Since 56c7d8d4, pg_basebackup supports tar format when streaming WAL
records. This has been done by introducing a new transparent routine
layer to control the method used to fetch WAL walmethods.c: plain or
tar.

pg_receivexlog does not make use of that yet, but I think that it
could to allow retention of more WAL history within the same amount of
disk space. OK, disk space is cheap but for some users things like
that matters to define a duration retention policy. Especially when
things are automated around Postgres. I really think that
pg_receivexlog should be able to support an option like
--format=plain|tar. "plain" is the default, and matches the current
behavior. This option is of course designed to match pg_basebackup's
one.

So, here is in details what would happen if --format=tar is done:
- When streaming begins, write changes to a tar stream, named
segnum.tar.partial as long as the segment is not completed.
- Once the segment completes, rename it to segnum.tar.
- each individual segment has its own tarball.
- if pg_receivexlog fails to receive changes in the middle of a
segment, it begins streaming back at the beginning of a segment,
considering that the current .partial segment is corrupted. So if
server comes back online, empty the current .partial file and begin
writing on it again. (I have found a bug on HEAD in this area
actually). 

Magnus, you have mentioned me as well that you had a couple of ideas
on the matter, feel free to jump in and let's mix our thoughts!

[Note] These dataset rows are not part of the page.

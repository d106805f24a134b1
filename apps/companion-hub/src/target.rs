use chrono::{DateTime, Utc};
use serde::{Deserialize, Serialize};

use crate::channel::DeviceChannel;
use crate::storage::PersistedRecord;

/// Placeholder label until a device reports its own
pub const UNNAMED: &str = "unnamed";

#[derive(Debug, Clone, Copy, Serialize, Deserialize, PartialEq, Eq)]
#[serde(rename_all = "lowercase")]
pub enum TargetStatus {
    Unavailable,
    Available,
    Occupied,
}

impl TargetStatus {
    pub fn as_str(&self) -> &'static str {
        match self {
            TargetStatus::Unavailable => "unavailable",
            TargetStatus::Available => "available",
            TargetStatus::Occupied => "occupied",
        }
    }
}

impl std::fmt::Display for TargetStatus {
    fn fmt(&self, f: &mut std::fmt::Formatter<'_>) -> std::fmt::Result {
        f.write_str(self.as_str())
    }
}

/// One logical device, addressed by a stable identity that survives
/// disconnects. `status == Unavailable` holds exactly when `connection` is
/// `None`; the handshake and disconnect paths in the registry maintain that
/// invariant, and `occupied` is only ever set through the orchestration API.
#[derive(Debug)]
pub struct RunTarget {
    pub identity: String,
    pub display_name: String,
    pub status: TargetStatus,
    pub connection: Option<DeviceChannel>,
    /// Registration order, used for stable listings
    pub seq: u64,
    pub registered_at: DateTime<Utc>,
}

impl RunTarget {
    /// First contact: a freshly identified, connected target.
    pub fn new(
        identity: String,
        display_name: Option<String>,
        connection: DeviceChannel,
        seq: u64,
    ) -> Self {
        Self {
            identity,
            display_name: display_name.unwrap_or_else(|| UNNAMED.to_string()),
            status: TargetStatus::Available,
            connection: Some(connection),
            seq,
            registered_at: Utc::now(),
        }
    }

    /// A known-but-disconnected target restored from the persistence store.
    pub fn from_record(record: PersistedRecord, seq: u64) -> Self {
        Self {
            identity: record.identity,
            display_name: record.display_name,
            status: TargetStatus::Unavailable,
            connection: None,
            seq,
            registered_at: record.registered_at,
        }
    }

    /// Transplant a live connection onto this target.
    pub fn attach(&mut self, connection: DeviceChannel) {
        self.connection = Some(connection);
        self.status = TargetStatus::Available;
    }

    /// Clear the connection; identity and durable fields are retained.
    pub fn detach(&mut self) {
        self.connection = None;
        self.status = TargetStatus::Unavailable;
    }

    /// Public projection published to observers and the HTTP API.
    pub fn info(&self) -> TargetInfo {
        TargetInfo {
            identity: Some(self.identity.clone()),
            display_name: self.display_name.clone(),
            status: self.status,
        }
    }

    /// Durable subset written to the persistence store.
    pub fn record(&self) -> PersistedRecord {
        PersistedRecord {
            identity: self.identity.clone(),
            display_name: self.display_name.clone(),
            registered_at: self.registered_at,
        }
    }
}

/// What observers see; `identity` is null for connections that have not
/// completed the handshake yet.
#[derive(Debug, Clone, Serialize, Deserialize, PartialEq)]
#[serde(rename_all = "camelCase")]
pub struct TargetInfo {
    pub identity: Option<String>,
    pub display_name: String,
    pub status: TargetStatus,
}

Yeah, I've been wondering what the actual usecase is here :)

Though I was considering the case where all segments are streamed into the same tarfile (and then some sort of configurable limit where we'd switch tarfile after <n> segments, which rapidly started to feel too complicated).

What's the actual advantage of having it wrapped inside a single tarfile?

 
There are a couple of things that I have been considering as well for
pg_receivexlog. Though they are not directly stick to this thread,
here they are as I don't forget about them:
- Removal of oldest WAL segments on a partition. When writing WAL
segments to a dedicated partition, we could have an option that
automatically removes the oldest WAL segment if the partition is full.
This triggers once a segment is completed.
- Compression of fully-written segments. When a segment is finished
being written, pg_receivexlog could compress them further with gz for
example. With --format=t this leads to segnum.tar.gz being generated.
The advantage of doing those two things in pg_receivexlog is
monitoring. One process to handle them all, and there is no need of
cron jobs to handle any cleanup or compression.

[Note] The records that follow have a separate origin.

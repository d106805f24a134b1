use serde::{Deserialize, Serialize};
use thiserror::Error;
use uuid::Uuid;

use crate::target::TargetInfo;

/// Frames sent by a device over its channel
#[derive(Debug, Clone, Serialize, Deserialize, PartialEq)]
#[serde(tag = "type", rename_all = "camelCase")]
pub enum DeviceMessage {
    /// Identity handshake; the first meaningful frame on every connection
    #[serde(rename_all = "camelCase")]
    ClientInfo {
        #[serde(default)]
        identity: Option<String>,
        #[serde(default)]
        display_name: Option<String>,
    },
    /// Keep-alive
    Ping,
}

/// Frames sent to a device
#[derive(Debug, Clone, Serialize, Deserialize, PartialEq)]
#[serde(tag = "type", rename_all = "camelCase")]
pub enum DeviceCommand {
    /// Launch a built app on the target
    #[serde(rename_all = "camelCase")]
    Run { app_path: String },
    /// Stop whatever the target is running
    Stop,
    /// Response to ping
    Pong,
    /// Protocol-level error report
    Error { code: String, message: String },
}

/// Events streamed to registered observers, at most once per status change
#[derive(Debug, Clone, Serialize, Deserialize, PartialEq)]
#[serde(tag = "type", rename_all = "snake_case")]
pub enum ObserverEvent {
    TargetUpdated { target: TargetInfo, is_new: bool },
    TargetRemoved { identity: String },
}

/// Fatal handshake failures; these terminate the offending connection only
#[derive(Debug, Clone, Error, PartialEq)]
pub enum HandshakeError {
    #[error("clientInfo requires an identity")]
    MissingIdentity,
    #[error("identity already bound to a live connection: {0}")]
    IdentityCollision(String),
}

impl HandshakeError {
    pub fn code(&self) -> &'static str {
        match self {
            HandshakeError::MissingIdentity => "missing_identity",
            HandshakeError::IdentityCollision(_) => "identity_collision",
        }
    }
}

/// Failures of `run`/`stop` and other target-addressed operations
#[derive(Debug, Clone, Error, PartialEq)]
pub enum CommandError {
    #[error("run target not available")]
    NotAvailable,
    #[error("run target not found")]
    NotFound,
}

impl CommandError {
    pub fn code(&self) -> &'static str {
        match self {
            CommandError::NotAvailable => "run_target_not_available",
            CommandError::NotFound => "run_target_not_found",
        }
    }
}

/// Generate a unique connection ID
pub fn generate_connection_id() -> String {
    Uuid::new_v4().to_string()
}

#[cfg(test)]
mod tests {
    use super::*;

    #[test]
    fn client_info_parses_with_both_fields() {
        let frame: DeviceMessage =
            serde_json::from_str(r#"{"type":"clientInfo","identity":"X","displayName":"Phone1"}"#)
                .unwrap();
        assert_eq!(
            frame,
            DeviceMessage::ClientInfo {
                identity: Some("X".to_string()),
                display_name: Some("Phone1".to_string()),
            }
        );
    }

    #[test]
    fn client_info_fields_default_to_none() {
        let frame: DeviceMessage = serde_json::from_str(r#"{"type":"clientInfo"}"#).unwrap();
        assert_eq!(
            frame,
            DeviceMessage::ClientInfo {
                identity: None,
                display_name: None,
            }
        );
    }

    #[test]
    fn run_command_uses_app_path_key() {
        let json = serde_json::to_string(&DeviceCommand::Run {
            app_path: "/apps/demo".to_string(),
        })
        .unwrap();
        assert_eq!(json, r#"{"type":"run","appPath":"/apps/demo"}"#);
    }

    #[test]
    fn stop_command_is_bare() {
        let json = serde_json::to_string(&DeviceCommand::Stop).unwrap();
        assert_eq!(json, r#"{"type":"stop"}"#);
    }

    #[test]
    fn error_codes_are_stable() {
        assert_eq!(HandshakeError::MissingIdentity.code(), "missing_identity");
        assert_eq!(
            HandshakeError::IdentityCollision("X".into()).code(),
            "identity_collision"
        );
        assert_eq!(CommandError::NotAvailable.code(), "run_target_not_available");
        assert_eq!(CommandError::NotFound.code(), "run_target_not_found");
    }

    #[test]
    fn connection_ids_are_unique() {
        assert_ne!(generate_connection_id(), generate_connection_id());
    }
}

I was at one point thinking that would be a good idea as well, but recently I've more been thinking that what we should do is implement a "--post-segment-command", which would act similar to archive_command but started by pg_receivexlog. This could handle things like compression, and also integration with external backup tools like backrest or barman in a cleaner way. We could also spawn this without waiting for it to finish immediately, which would allow parallellization of the process. When doing the compression inline that rapidly becomes the bottleneck. Unlike a basebackup you're only dealing with the need to buffer 16Mb on disk before compressing it, so it should be fairly cheap.

Another thing I've been considering in the same area would be to add the ability to write the segments to a pipe instead of a directory. Then you could just pipe it into gzip without the need to buffer on disk. This would kill the ability to know at which point we'd sync()ed to disk, but in most cases so will doing direct gzip. Just means we couldn't support this in sync mode.

I can see the point of being able to compress the individual segments directly in pg_receivexlog in smaller systems though, without the need to rely on an external compression program as well. But in that case, is there any reason we need to wrap it in a tarfile, and can't just write it to <segment>.gz natively?